There has also been activity on the regulatory front:

A rather active year so far, and we’re still in March . . . .

EAB ruling in In re Deseret Power Electric Cooperative opens door to a new regulatory era on climate change

The USEPA Environmental Appeals Board (EAB) issued a potentially groundbreaking decision in In re Deseret Power Electric Cooperative (PSD Appeal No. 0703) by ruling that EPA Region 8 was incorrect when it exempted a new coal fired unit at an existing Utah power plant from limiting carbon dioxide emissions and remanded the permit decision to the Region to reopen the record and reconsider its refusal to impose limits on carbon-dioxide emissions. In its November 13 decision the EAB rejected the Region 8 contention that it was not required to regulate carbon dioxide because the greenhouse gas, while a “pollutant” under the Clean Air Act, was not subject to current regulatory standards. (“We hold that this conclusion is clearly erroneous because the region’s permitting authority is not constrained in this matter by authoritative agency interpretation.”)

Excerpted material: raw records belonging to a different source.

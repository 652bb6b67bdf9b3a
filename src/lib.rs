//! # mustakhrij
//!
//! Text extraction for Arabic legal-case documents.
//!
//! Extracts text from PDF files, plain-text files, and web pages, and
//! normalizes right-to-left script ordering so the result works both for
//! indexing/search and for on-screen rendering.
//!
//! ## Quick Start
//!
//! ```no_run
//! use mustakhrij::extract_source;
//!
//! // Canonical logical-order text, ready for storage and search.
//! let result = extract_source("case-201.pdf");
//! println!("{}", result.text);
//! ```
//!
//! ## Pipeline
//!
//! A scanner ([`scan::PdfPageScanner`], [`scan::WebPageScanner`], or
//! [`scan::PlainTextScanner`]) produces raw text, then
//! [`shape::direction::fix`] corrects per-line word order on PDF and web
//! output. That corrected logical-order text is the canonical artifact.
//! [`shape::reshape`] is an optional terminal transform for display
//! surfaces without native bidirectional rendering; its output must never
//! be stored, indexed, or fed back into the corrector.
//!
//! Every call is stateless and synchronous; no failure escapes a scanner
//! boundary — degraded results carry the failure record instead.

pub mod detect;
pub mod error;
pub mod model;
pub mod scan;
pub mod shape;

pub use detect::{detect_source, SourceKind};
pub use error::{Error, Result};
pub use model::{ExtractionResult, Failure, FailureKind, Source};
pub use scan::{PdfPageScanner, PlainTextScanner, WebPageScanner, WebScanOptions};
pub use shape::{fix, reshape};

use std::time::Duration;

/// Extract canonical logical-order text from a path or URL.
///
/// Detects the source kind, runs the matching scanner, and applies
/// direction correction to PDF and web output.
///
/// # Example
/// ```no_run
/// use mustakhrij::extract_source;
///
/// let result = extract_source("https://example.com/law/42");
/// if result.is_degraded() {
///     eprintln!("degraded: {:?}", result.failure);
/// }
/// ```
pub fn extract_source(source: &str) -> ExtractionResult {
    Extractor::new().extract(source)
}

/// Extract text from a path or URL and reshape it for display.
///
/// Same pipeline as [`extract_source`], with [`shape::reshape`] applied as
/// a terminal step. The result is for rendering only.
pub fn extract_for_display(source: &str) -> ExtractionResult {
    Extractor::new().extract_for_display(source)
}

/// Builder for the extraction pipeline.
///
/// # Example
/// ```no_run
/// use std::time::Duration;
/// use mustakhrij::Extractor;
///
/// let result = Extractor::new()
///     .with_timeout(Duration::from_secs(10))
///     .extract("https://example.com/law/42");
/// println!("{}", result.text);
/// ```
pub struct Extractor {
    web_options: WebScanOptions,
}

impl Extractor {
    /// Create an extractor with default options.
    pub fn new() -> Self {
        Self {
            web_options: WebScanOptions::default(),
        }
    }

    /// Set the User-Agent header for web sources.
    pub fn with_user_agent(mut self, user_agent: impl Into<String>) -> Self {
        self.web_options = self.web_options.with_user_agent(user_agent);
        self
    }

    /// Set a request deadline for web sources.
    pub fn with_timeout(mut self, timeout: Duration) -> Self {
        self.web_options = self.web_options.with_timeout(timeout);
        self
    }

    /// Extract canonical logical-order text from `source`.
    pub fn extract(&self, source: &str) -> ExtractionResult {
        match detect_source(source) {
            SourceKind::Pdf => corrected(PdfPageScanner::extract(source)),
            SourceKind::Web => {
                let scanner = WebPageScanner::with_options(self.web_options.clone());
                corrected(scanner.extract(source))
            }
            // Plain-text files are already in logical order; a failed read
            // carries a diagnostic message that must not be reordered.
            SourceKind::PlainText => PlainTextScanner::extract(source),
        }
    }

    /// Extract from `source` and reshape the text for display.
    pub fn extract_for_display(&self, source: &str) -> ExtractionResult {
        let mut result = self.extract(source);
        result.text = shape::reshape(&result.text);
        result
    }
}

impl Default for Extractor {
    fn default() -> Self {
        Self::new()
    }
}

/// Apply direction correction to a scanner result's text.
fn corrected(mut result: ExtractionResult) -> ExtractionResult {
    result.text = shape::fix(&result.text);
    result
}

#[cfg(test)]
mod tests {
    use super::*;

    #[test]
    fn test_extractor_builder() {
        let extractor = Extractor::new()
            .with_user_agent("test-agent")
            .with_timeout(Duration::from_secs(3));

        assert_eq!(extractor.web_options.user_agent, "test-agent");
        assert_eq!(
            extractor.web_options.timeout,
            Some(Duration::from_secs(3))
        );
    }

    #[test]
    fn test_extract_missing_pdf_degrades_to_empty() {
        let result = extract_source("/no/such/file.pdf");
        assert_eq!(result.text, "");
        assert!(result.is_degraded());
    }

    #[test]
    fn test_extract_missing_text_file_yields_diagnostic() {
        let result = extract_source("/no/such/file.txt");
        assert!(result.is_degraded());
        assert!(!result.text.is_empty());
    }

    #[test]
    fn test_display_path_reshapes() {
        use std::io::Write;
        let mut file = tempfile::NamedTempFile::new().unwrap();
        file.write_all("سلام".as_bytes()).unwrap();
        let path = file.path().to_string_lossy().to_string();

        let canonical = extract_source(&path);
        let display = extract_for_display(&path);
        assert!(!canonical.is_degraded());
        assert_ne!(canonical.text, display.text);
        // Display output leaves the Arabic block entirely.
        assert!(display
            .text
            .chars()
            .all(|c| !('\u{0600}'..='\u{06FF}').contains(&c)));
    }
}
//! Contextual letter-form selection for Arabic text.
//!
//! Maps each Arabic letter to its isolated, initial, medial, or final
//! presentation form (Arabic Presentation Forms-B, U+FE70–U+FEFF) based on
//! joining adjacency. Harakat and other combining marks are transparent to
//! joining; the mandatory lam-alef ligatures are applied. Characters the
//! table does not cover pass through unchanged.

const TATWEEL: char = '\u{0640}';
const LAM: char = '\u{0644}';

/// Presentation forms of one Arabic letter.
///
/// Right-joining letters (alef, dal, thal, reh, zain, waw, ...) carry no
/// initial or medial form.
#[derive(Debug, Clone, Copy)]
struct Forms {
    isolated: char,
    final_: char,
    initial: Option<char>,
    medial: Option<char>,
}

impl Forms {
    const fn dual(isolated: char, final_: char, initial: char, medial: char) -> Self {
        Self {
            isolated,
            final_,
            initial: Some(initial),
            medial: Some(medial),
        }
    }

    const fn right(isolated: char, final_: char) -> Self {
        Self {
            isolated,
            final_,
            initial: None,
            medial: None,
        }
    }

    fn select(&self, prev_connects: bool, next_connects: bool) -> char {
        match (prev_connects, next_connects) {
            (false, false) => self.isolated,
            (false, true) => self.initial.unwrap_or(self.isolated),
            (true, false) => self.final_,
            (true, true) => self.medial.unwrap_or(self.final_),
        }
    }

    /// Whether the letter connects to the following letter.
    fn joins_forward(&self) -> bool {
        self.medial.is_some()
    }
}

/// Presentation forms for the letters of the base Arabic block.
fn forms(c: char) -> Option<Forms> {
    let f = match c {
        '\u{0621}' => Forms::right('\u{FE80}', '\u{FE80}'), // hamza
        '\u{0622}' => Forms::right('\u{FE81}', '\u{FE82}'), // alef madda
        '\u{0623}' => Forms::right('\u{FE83}', '\u{FE84}'), // alef hamza above
        '\u{0624}' => Forms::right('\u{FE85}', '\u{FE86}'), // waw hamza
        '\u{0625}' => Forms::right('\u{FE87}', '\u{FE88}'), // alef hamza below
        '\u{0626}' => Forms::dual('\u{FE89}', '\u{FE8A}', '\u{FE8B}', '\u{FE8C}'), // yeh hamza
        '\u{0627}' => Forms::right('\u{FE8D}', '\u{FE8E}'), // alef
        '\u{0628}' => Forms::dual('\u{FE8F}', '\u{FE90}', '\u{FE91}', '\u{FE92}'), // beh
        '\u{0629}' => Forms::right('\u{FE93}', '\u{FE94}'), // teh marbuta
        '\u{062A}' => Forms::dual('\u{FE95}', '\u{FE96}', '\u{FE97}', '\u{FE98}'), // teh
        '\u{062B}' => Forms::dual('\u{FE99}', '\u{FE9A}', '\u{FE9B}', '\u{FE9C}'), // theh
        '\u{062C}' => Forms::dual('\u{FE9D}', '\u{FE9E}', '\u{FE9F}', '\u{FEA0}'), // jeem
        '\u{062D}' => Forms::dual('\u{FEA1}', '\u{FEA2}', '\u{FEA3}', '\u{FEA4}'), // hah
        '\u{062E}' => Forms::dual('\u{FEA5}', '\u{FEA6}', '\u{FEA7}', '\u{FEA8}'), // khah
        '\u{062F}' => Forms::right('\u{FEA9}', '\u{FEAA}'), // dal
        '\u{0630}' => Forms::right('\u{FEAB}', '\u{FEAC}'), // thal
        '\u{0631}' => Forms::right('\u{FEAD}', '\u{FEAE}'), // reh
        '\u{0632}' => Forms::right('\u{FEAF}', '\u{FEB0}'), // zain
        '\u{0633}' => Forms::dual('\u{FEB1}', '\u{FEB2}', '\u{FEB3}', '\u{FEB4}'), // seen
        '\u{0634}' => Forms::dual('\u{FEB5}', '\u{FEB6}', '\u{FEB7}', '\u{FEB8}'), // sheen
        '\u{0635}' => Forms::dual('\u{FEB9}', '\u{FEBA}', '\u{FEBB}', '\u{FEBC}'), // sad
        '\u{0636}' => Forms::dual('\u{FEBD}', '\u{FEBE}', '\u{FEBF}', '\u{FEC0}'), // dad
        '\u{0637}' => Forms::dual('\u{FEC1}', '\u{FEC2}', '\u{FEC3}', '\u{FEC4}'), // tah
        '\u{0638}' => Forms::dual('\u{FEC5}', '\u{FEC6}', '\u{FEC7}', '\u{FEC8}'), // zah
        '\u{0639}' => Forms::dual('\u{FEC9}', '\u{FECA}', '\u{FECB}', '\u{FECC}'), // ain
        '\u{063A}' => Forms::dual('\u{FECD}', '\u{FECE}', '\u{FECF}', '\u{FED0}'), // ghain
        '\u{0641}' => Forms::dual('\u{FED1}', '\u{FED2}', '\u{FED3}', '\u{FED4}'), // feh
        '\u{0642}' => Forms::dual('\u{FED5}', '\u{FED6}', '\u{FED7}', '\u{FED8}'), // qaf
        '\u{0643}' => Forms::dual('\u{FED9}', '\u{FEDA}', '\u{FEDB}', '\u{FEDC}'), // kaf
        '\u{0644}' => Forms::dual('\u{FEDD}', '\u{FEDE}', '\u{FEDF}', '\u{FEE0}'), // lam
        '\u{0645}' => Forms::dual('\u{FEE1}', '\u{FEE2}', '\u{FEE3}', '\u{FEE4}'), // meem
        '\u{0646}' => Forms::dual('\u{FEE5}', '\u{FEE6}', '\u{FEE7}', '\u{FEE8}'), // noon
        '\u{0647}' => Forms::dual('\u{FEE9}', '\u{FEEA}', '\u{FEEB}', '\u{FEEC}'), // heh
        '\u{0648}' => Forms::right('\u{FEED}', '\u{FEEE}'), // waw
        '\u{0649}' => Forms::right('\u{FEEF}', '\u{FEF0}'), // alef maksura
        '\u{064A}' => Forms::dual('\u{FEF1}', '\u{FEF2}', '\u{FEF3}', '\u{FEF4}'), // yeh
        _ => return None,
    };
    Some(f)
}

/// Mandatory lam-alef ligature: (isolated, final) presentation forms.
fn lam_alef(alef: char) -> Option<(char, char)> {
    match alef {
        '\u{0622}' => Some(('\u{FEF5}', '\u{FEF6}')),
        '\u{0623}' => Some(('\u{FEF7}', '\u{FEF8}')),
        '\u{0625}' => Some(('\u{FEF9}', '\u{FEFA}')),
        '\u{0627}' => Some(('\u{FEFB}', '\u{FEFC}')),
        _ => None,
    }
}

/// Combining marks that do not participate in joining.
fn is_transparent(c: char) -> bool {
    matches!(c,
        '\u{0610}'..='\u{061A}'
        | '\u{064B}'..='\u{065F}'
        | '\u{0670}'
        | '\u{06D6}'..='\u{06DC}'
        | '\u{06DF}'..='\u{06E8}'
        | '\u{06EA}'..='\u{06ED}')
}

/// Index and value of the next non-transparent character after `i`.
fn next_base(chars: &[char], i: usize) -> Option<(usize, char)> {
    chars
        .iter()
        .enumerate()
        .skip(i + 1)
        .find(|(_, c)| !is_transparent(**c))
        .map(|(j, c)| (j, *c))
}

fn joins_backward(c: char) -> bool {
    c == TATWEEL || forms(c).is_some()
}

/// Replace Arabic letters with their contextual presentation forms.
///
/// The output is freshly allocated per call; the input is never mutated.
/// Non-Arabic characters, Arabic digits, and punctuation pass through
/// unchanged and break joining.
pub fn shape_text(text: &str) -> String {
    let chars: Vec<char> = text.chars().collect();
    let mut out = String::with_capacity(text.len());

    // Tracks whether the previously emitted letter connects forward.
    let mut prev_connects = false;
    let mut i = 0;

    while i < chars.len() {
        let c = chars[i];

        if is_transparent(c) {
            out.push(c);
            i += 1;
            continue;
        }

        if c == TATWEEL {
            out.push(c);
            prev_connects = true;
            i += 1;
            continue;
        }

        let Some(letter) = forms(c) else {
            out.push(c);
            prev_connects = false;
            i += 1;
            continue;
        };

        if c == LAM {
            if let Some((j, next)) = next_base(&chars, i) {
                if let Some((isolated, final_)) = lam_alef(next) {
                    out.push(if prev_connects { final_ } else { isolated });
                    // Marks between lam and alef follow the ligature.
                    for &mark in &chars[i + 1..j] {
                        out.push(mark);
                    }
                    prev_connects = false;
                    i = j + 1;
                    continue;
                }
            }
        }

        let next_connects = next_base(&chars, i)
            .map(|(_, next)| joins_backward(next))
            .unwrap_or(false);

        out.push(letter.select(prev_connects, next_connects));
        prev_connects = letter.joins_forward();
        i += 1;
    }

    out
}
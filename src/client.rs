//! HTTP client for the compare API
//!
//! Mirrors the upload flow of the web frontend: each picture is checked
//! locally (image type, 5MB cap) before anything is sent.

use std::fmt;
use std::path::{Path, PathBuf};
use std::time::Duration;

use reqwest::multipart::{Form, Part};
use serde_json::Value;
use thiserror::Error;

use crate::models::{CompareResponse, FEED_FIELD, IMAGE_A_FIELD, IMAGE_B_FIELD};

pub const DEFAULT_API_URL: &str = "http://localhost:8000";
pub const MAX_UPLOAD_BYTES: u64 = 5 * 1024 * 1024;
const REQUEST_TIMEOUT: Duration = Duration::from_secs(60);

/// Which of the three upload slots a picture fills
#[derive(Debug, Clone, Copy, PartialEq, Eq)]
pub enum Slot {
    Feed,
    ImageA,
    ImageB,
}

impl Slot {
    pub fn field(&self) -> &'static str {
        match self {
            Slot::Feed => FEED_FIELD,
            Slot::ImageA => IMAGE_A_FIELD,
            Slot::ImageB => IMAGE_B_FIELD,
        }
    }
}

impl fmt::Display for Slot {
    fn fmt(&self, f: &mut fmt::Formatter<'_>) -> fmt::Result {
        match self {
            Slot::Feed => write!(f, "Feed screenshot"),
            Slot::ImageA => write!(f, "Picture A"),
            Slot::ImageB => write!(f, "Picture B"),
        }
    }
}

#[derive(Debug, Error)]
pub enum ClientError {
    #[error("{slot}: invalid file type. Please upload an image file.")]
    InvalidFileType { slot: Slot },

    #[error("{slot}: file too large ({size} bytes). Please upload an image smaller than 5MB.")]
    FileTooLarge { slot: Slot, size: u64 },

    #[error("Failed to read {}: {source}", .path.display())]
    Io {
        path: PathBuf,
        #[source]
        source: std::io::Error,
    },

    #[error("API request failed: {status} {detail}")]
    Api { status: u16, detail: String },

    #[error(transparent)]
    Http(#[from] reqwest::Error),
}

/// Content type implied by a file extension
pub fn content_type_for(path: &Path) -> Option<&'static str> {
    let ext = path.extension()?.to_str()?.to_ascii_lowercase();
    match ext.as_str() {
        "jpg" | "jpeg" => Some("image/jpeg"),
        "png" => Some("image/png"),
        "gif" => Some("image/gif"),
        "bmp" => Some("image/bmp"),
        "webp" => Some("image/webp"),
        _ => None,
    }
}

/// Same checks the upload page runs before accepting a file
pub fn validate_local(slot: Slot, content_type: Option<&str>, size: u64) -> Result<(), ClientError> {
    if !content_type.is_some_and(|ct| ct.starts_with("image/")) {
        return Err(ClientError::InvalidFileType { slot });
    }
    if size > MAX_UPLOAD_BYTES {
        return Err(ClientError::FileTooLarge { slot, size });
    }
    Ok(())
}

/// A validated picture ready to upload
#[derive(Debug, Clone)]
pub struct UploadImage {
    pub slot: Slot,
    pub filename: String,
    pub content_type: &'static str,
    pub bytes: Vec<u8>,
}

impl UploadImage {
    pub async fn from_path(slot: Slot, path: impl AsRef<Path>) -> Result<Self, ClientError> {
        let path = path.as_ref();
        let io_err = |source| ClientError::Io {
            path: path.to_path_buf(),
            source,
        };

        let content_type = content_type_for(path);
        let size = tokio::fs::metadata(path).await.map_err(io_err)?.len();
        validate_local(slot, content_type, size)?;

        let bytes = tokio::fs::read(path).await.map_err(io_err)?;
        let filename = path
            .file_name()
            .map(|n| n.to_string_lossy().into_owned())
            .unwrap_or_else(|| slot.field().to_string());

        Ok(Self {
            slot,
            filename,
            content_type: content_type.unwrap_or("application/octet-stream"),
            bytes,
        })
    }

    fn into_part(self) -> Result<Part, ClientError> {
        Ok(Part::bytes(self.bytes)
            .file_name(self.filename)
            .mime_str(self.content_type)?)
    }
}

pub struct FeedFitClient {
    base_url: String,
    http: reqwest::Client,
}

impl FeedFitClient {
    pub fn new(base_url: impl Into<String>) -> Result<Self, ClientError> {
        let http = reqwest::Client::builder().timeout(REQUEST_TIMEOUT).build()?;
        Ok(Self {
            base_url: base_url.into().trim_end_matches('/').to_string(),
            http,
        })
    }

    pub fn compare_url(&self) -> String {
        format!("{}/compare", self.base_url)
    }

    pub fn health_url(&self) -> String {
        format!("{}/health", self.base_url)
    }

    /// Upload the feed and both candidates and return the scores
    pub async fn compare(
        &self,
        feed: UploadImage,
        image_a: UploadImage,
        image_b: UploadImage,
    ) -> Result<CompareResponse, ClientError> {
        let mut form = Form::new();
        for upload in [feed, image_a, image_b] {
            let field = upload.slot.field();
            form = form.part(field, upload.into_part()?);
        }

        tracing::debug!(url = %self.compare_url(), "Submitting images for analysis");
        let response = self.http.post(self.compare_url()).multipart(form).send().await?;
        let response = check_status(response).await?;
        Ok(response.json().await?)
    }

    pub async fn health(&self) -> Result<Value, ClientError> {
        let response = self.http.get(self.health_url()).send().await?;
        let response = check_status(response).await?;
        Ok(response.json().await?)
    }
}

/// Turn a non-2xx response into `ClientError::Api`, preferring the JSON `detail`
async fn check_status(response: reqwest::Response) -> Result<reqwest::Response, ClientError> {
    let status = response.status();
    if status.is_success() {
        return Ok(response);
    }

    let text = response.text().await.unwrap_or_default();
    let detail = serde_json::from_str::<Value>(&text)
        .ok()
        .and_then(|v| v.get("detail").and_then(Value::as_str).map(String::from))
        .unwrap_or_else(|| status.canonical_reason().unwrap_or(text.as_str()).to_string());

    Err(ClientError::Api {
        status: status.as_u16(),
        detail,
    })
}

Under EPA’s existing Prevention of Significant Deterioration (PSD) rules, new and modified projects in areas that have acceptable air quality must install costly best available control technologies or “BACT” if the construction could cause an increase in the emissions of “pollutants.” The decision does not mandate industry to install BACT to meet greenhouse gas emission limits. Relying on the recent U.S. Supreme Court ruling in Massachusetts v. EPA, the ruling only requires the Region to develop and adequate record for its decision that does not rely on the “historical agency interpretations” regarding the regulation of CO2.

The EAB decision prominently recognizes the national importance of the climate change issue. The EAB ruling cautions that EPA “would be better served by the Agency addressing the interpretation [of CO2 regulation] in the context of an action of nationwide scope, rather than through this specific permitting proceeding.” Nevertheless, the decision clears the way for the Obama administration to impose new limits on CO2 emissions through the administrative process and permitting decisions. The Obama administration might use this decision and its administrative authority under the Clean Air Act as leverage to obtain sensible climate change legislation. The enormous cost and delay of applying PSD permitting and BACT with regard to CO2 emissions to existing facilities on construction projects of all sorts involving energy, infrastructure, and general industrial expansion would be disastrous in this sharply down economy. Nearly every large facility construction project would trip the 250 ton per year major source category if CO2 is regulated under the current Clean Air Act, causing years of delay in permitting and huge costs of retrofitting existing facilities. If Congress does not quickly address climate change through legislation, the EAB has shown through the Deseret decision that the EPA will.